5. The method of claim 1, wherein the size of the vitrified particle is 200 nm or smaller.

6. A method for fabricating glass powder comprising:

dissolving a compound of a glass composition in a solvent;

atomizing the compound-molten solution to create droplets, and conveying the droplets to a flame reactor through a carrier gas;

melting the droplets conveyed to the flame reactor to vitrify them; and

collecting the vitrified glass particles.

7. The method of claim 6, wherein the solvent is distilled water or alcohol.

8. The method of claim 7, wherein the alcohol is one of methyl alcohol, ethyl alcohol, n-propyl alcohol, iso-propyl alcohol, n-butyl alcohol and 2-methoxy alcohol.

9. The method of claim 6, wherein the solvent includes one of hydrochloric acid, nitric acid and acetic acid, and the amount of acid is smaller than 0.1N.

10. The method of claim 6, wherein the glass composition includes one or more B, Al, Si, P, Mg, Ca, Sr, Ba, Zn, Pb and La.

11. The method of claim 6, wherein the glass compound includes one or more selected from the group consisting of chloride, nitride, hydrate, acetic acid compound, alkoxy compound and acid of an element constituting a glass composition.

12. The method of claim 6, wherein the concentration of the molten solution is within 3 mol/L on the basis of the total amount of compound of the glass composition.

13. The method of claim 6, wherein the molten solution is atomized by using a ultrasonic oscillation method or a nozzle spraying method, or by using both methods.

14. The method of claim 6, wherein an average particle diameter of the atomized droplets is 1 μm˜5 μm.

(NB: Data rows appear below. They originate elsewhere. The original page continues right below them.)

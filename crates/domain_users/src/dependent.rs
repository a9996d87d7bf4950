//! Employee dependents covered by life policies

use chrono::{NaiveDate, Utc};
use serde::{Deserialize, Serialize};

/// Relationship of a dependent to the employee
#[derive(Debug, Clone, Copy, PartialEq, Eq, Serialize, Deserialize)]
#[serde(rename_all = "lowercase")]
pub enum Relationship {
    Spouse,
    Child,
    Parent,
}

/// A dependent listed on an employee's profile
#[derive(Debug, Clone, PartialEq, Serialize, Deserialize)]
#[serde(rename_all = "camelCase")]
pub struct Dependent {
    pub name: String,
    pub relationship: Relationship,
    pub date_of_birth: NaiveDate,
    #[serde(default, skip_serializing_if = "Option::is_none")]
    pub nic: Option<String>,
}

impl Dependent {
    /// Age in whole years as of today
    pub fn age(&self) -> u32 {
        Utc::now()
            .date_naive()
            .years_since(self.date_of_birth)
            .unwrap_or(0)
    }
}
//! Tests for domain_policy

use chrono::NaiveDate;
use proptest::prelude::*;
use rust_decimal::Decimal;
use rust_decimal_macros::dec;

use core_kernel::{PolicyId, UserId};

use domain_policy::policy::{Policy, PolicyForm, PolicyStatus, PolicyType};
use domain_policy::statistics::PolicyStatistics;
use domain_policy::validation::PolicyValidator;

fn date(y: i32, m: u32, d: u32) -> NaiveDate {
    NaiveDate::from_ymd_opt(y, m, d).unwrap()
}

fn create_test_form() -> PolicyForm {
    PolicyForm {
        policy_number: "VEH-2024-017".to_string(),
        policy_type: PolicyType::Vehicle,
        coverage_amount: dec!(2500000),
        premium: dec!(45000),
        start_date: date(2024, 4, 1),
        end_date: date(2025, 3, 31),
        status: None,
        insurance_agent: Some(UserId::new("agent-1")),
        beneficiaries: vec![UserId::new("emp-1")],
        description: None,
    }
}

fn create_test_policy(
    id: &str,
    policy_type: PolicyType,
    status: PolicyStatus,
    coverage: Decimal,
) -> Policy {
    Policy {
        id: PolicyId::new(id),
        policy_number: format!("NO-{id}"),
        policy_type,
        status,
        coverage_amount: coverage,
        premium: dec!(100),
        currency: Default::default(),
        start_date: date(2024, 1, 1),
        end_date: date(2024, 12, 31),
        insurance_agent: None,
        beneficiaries: Vec::new(),
        description: None,
        created_at: None,
    }
}

mod validation_tests {
    use super::*;

    #[test]
    fn test_valid_form() {
        let result = PolicyValidator::validate_form(&create_test_form());
        assert!(result.is_valid(), "Errors: {:?}", result.errors);
    }

    #[test]
    fn test_missing_number_and_zero_amounts() {
        let mut form = create_test_form();
        form.policy_number = "  ".to_string();
        form.coverage_amount = Decimal::ZERO;
        form.premium = dec!(-1);

        let result = PolicyValidator::validate_form(&form);
        assert_eq!(result.error_for("policyNumber"), Some("Policy number is required"));
        assert!(result.has_error("coverageAmount"));
        assert!(result.has_error("premium"));
        assert_eq!(result.len(), 3);
    }

    #[test]
    fn test_end_date_must_follow_start_date() {
        let mut form = create_test_form();
        form.end_date = form.start_date;

        let result = PolicyValidator::validate_form(&form);
        assert_eq!(result.error_for("endDate"), Some("End date must be after start date"));
    }

    #[test]
    fn test_long_description() {
        let mut form = create_test_form();
        form.description = Some("x".repeat(1001));
        assert!(PolicyValidator::validate_form(&form).has_error("description"));

        form.description = Some("x".repeat(1000));
        assert!(PolicyValidator::validate_form(&form).is_valid());
    }

    #[test]
    fn test_form_from_policy_keeps_status() {
        let policy = create_test_policy("p9", PolicyType::Life, PolicyStatus::Pending, dec!(10));
        let form = PolicyForm::from_policy(&policy);
        assert_eq!(form.status, Some(PolicyStatus::Pending));

        let json = serde_json::to_value(&form).unwrap();
        assert_eq!(json["policyNumber"], "NO-p9");
        assert!(json.get("beneficiaries").is_none());
    }
}

mod statistics_tests {
    use super::*;

    #[test]
    fn test_local_statistics() {
        let policies = vec![
            create_test_policy("a", PolicyType::Life, PolicyStatus::Active, dec!(1000)),
            create_test_policy("b", PolicyType::Vehicle, PolicyStatus::Active, dec!(500)),
            create_test_policy("c", PolicyType::Life, PolicyStatus::Expired, dec!(9000)),
        ];

        let stats = PolicyStatistics::from_policies(&policies);
        assert_eq!(stats.total_policies, 3);
        assert_eq!(stats.active_policies, 2);
        assert_eq!(stats.of_type(PolicyType::Life), 2);
        assert_eq!(stats.total_coverage, dec!(1500));
        assert_eq!(stats.total_premium, dec!(200));
    }

    #[test]
    fn test_backend_statistics_with_missing_fields() {
        let json = r#"{ "totalPolicies": 4, "byType": { "vehicle": 4 } }"#;
        let stats: PolicyStatistics = serde_json::from_str(json).unwrap();
        assert_eq!(stats.of_type(PolicyType::Vehicle), 4);
        assert_eq!(stats.active_policies, 0);
        assert_eq!(stats.total_coverage, Decimal::ZERO);
    }
}

mod proptest_tests {
    use super::*;

    proptest! {
        #[test]
        fn test_positive_amounts_pass(coverage in 1i64..10_000_000, premium in 1i64..1_000_000) {
            let mut form = create_test_form();
            form.coverage_amount = Decimal::new(coverage, 2);
            form.premium = Decimal::new(premium, 2);
            prop_assert!(PolicyValidator::validate_form(&form).is_valid());
        }

        #[test]
        fn test_end_before_start_fails(days in 0u64..3650) {
            let mut form = create_test_form();
            form.end_date = form.start_date - chrono::Days::new(days);
            prop_assert!(PolicyValidator::validate_form(&form).has_error("endDate"));
        }
    }
}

15. The method of claim 6, wherein the carrier gas is nitrogen, argon and oxygen, which are active gases, or their mixture.

16. The method of claim 15, wherein a supply flow rate of the carrier gas is 2 Ipm˜20 Ipm.

17. The method of claim 6, wherein the gas generating flames in the flame unit of the flame reactor is one or more of H₂, C₃H₆and LPG, or a mixed gas obtained by mixing one or more of H₂, C₃H₆and LPG and O₂, and a temperature of the flame unit is 1500° C.˜2500° C. or higher than 2500° C.

18. The method of claim 6, wherein the size of the collected glass particle is 200 nm or smaller.

19. The method of claim 6, wherein droplets melt by the flame reactor are cooled to be vitrified.